Elderly Pedestrian Seriously Injured in Roseville DUI Crash on Sunrise Avenue; Driver Arrested
Roseville Police said an 86-year-old woman was crossing the street in the 700 block of Sunrise Avenue at Cirby Way on Thursday afternoon when a vehicle exiting a parking lot struck her. The pedestrian was taken to a hospital with serious injuries that were described as not life-threatening, and she is expected to survive. Officers arrested the driver, a 62-year-old man, on suspicion of felony DUI and booked him into the South Placer County Jail.
Incident Summary
Crash Area
What Roseville Police Say Happened
According to the Roseville Police Department and reporting from the Sacramento Bee, an 86-year-old woman was seriously injured on Thursday, May 28, 2026, when a vehicle leaving a parking lot struck her as she crossed the street. The collision happened at about 1:50 p.m. in the 700 block of Sunrise Avenue at Cirby Way, a busy commercial corridor in Roseville, Placer County.

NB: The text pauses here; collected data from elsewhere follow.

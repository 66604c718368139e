use std::collections::HashMap;
use std::sync::atomic::{AtomicU32, Ordering};

use async_trait::async_trait;
use sentra_cache::MemoryStore;
use sentra_core::{Action, Agreement, Direction, ModelId};
use sentra_inference::{
    CircuitBreaker, InferenceBackend, InferenceError, ModelGateway, ModelSignal, RetryPolicy,
};
use sentra_news::NewsError;

use super::*;
use crate::ledger::MemoryLedger;
use crate::run::{JobDateSummary, StageLogEntry};

// ---------------------------------------------------------------------------
// Fakes
// ---------------------------------------------------------------------------

/// Answers per symbol; symbols without a script fail with HTTP 500.
struct SymbolBackend {
    signals: HashMap<&'static str, (Direction, f64)>,
    calls: AtomicU32,
}

impl SymbolBackend {
    fn new(signals: &[(&'static str, Direction, f64)]) -> Arc<Self> {
        Arc::new(Self {
            signals: signals.iter().map(|(s, d, c)| (*s, (*d, *c))).collect(),
            calls: AtomicU32::new(0),
        })
    }

    fn calls(&self) -> u32 {
        self.calls.load(Ordering::SeqCst)
    }
}

#[async_trait]
impl InferenceBackend for SymbolBackend {
    async fn analyze(&self, request: &AnalysisRequest) -> Result<ModelSignal, InferenceError> {
        self.calls.fetch_add(1, Ordering::SeqCst);
        match self.signals.get(request.symbol.as_str()) {
            Some((direction, confidence)) => Ok(ModelSignal {
                direction: *direction,
                confidence: *confidence,
                raw_text: None,
            }),
            None => Err(InferenceError::Status {
                status: 500,
                body: "model unavailable".to_string(),
            }),
        }
    }
}

#[derive(Default)]
struct StaticNews {
    failing: Vec<&'static str>,
}

#[async_trait]
impl NewsProvider for StaticNews {
    async fn fetch_articles(
        &self,
        symbol: &str,
        _window: NewsWindow,
    ) -> Result<Vec<Article>, NewsError> {
        if self.failing.contains(&symbol) {
            return Err(NewsError::Status(503));
        }
        Ok(vec![Article {
            title: format!("{symbol} rallies"),
            url: format!("https://example.com/{symbol}"),
            summary: String::new(),
            published_at: None,
            source: "Example Wire".to_string(),
        }])
    }
}

/// Fails every running run the moment news is requested, the way the
/// watchdog would.
struct TerminatingNews {
    ledger: Arc<MemoryLedger>,
}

Police said the driver, a 62-year-old man, was exiting a parking lot when his vehicle hit the pedestrian. Officers who responded to the scene determined that the driver was allegedly under the influence of alcohol. He was arrested on suspicion of felony DUI and booked into the South Placer County Jail.
The pedestrian was transported to a hospital for treatment. Her injuries were described as serious but not life-threatening, and she is expected to survive. The Roseville Police Department is continuing to investigate, and authorities had not publicly released the woman's name as of the initial reporting.
The Scene at Sunrise Avenue and Cirby Way
Sunrise Avenue at Cirby Way sits in a dense retail stretch of Roseville lined with shopping centers, restaurants, medical offices, and the parking lots that serve them. Drivers regularly pull in and out of those lots across the path of people walking to and from nearby stores, which is exactly the kind of movement that turns a routine afternoon into a serious pedestrian collision.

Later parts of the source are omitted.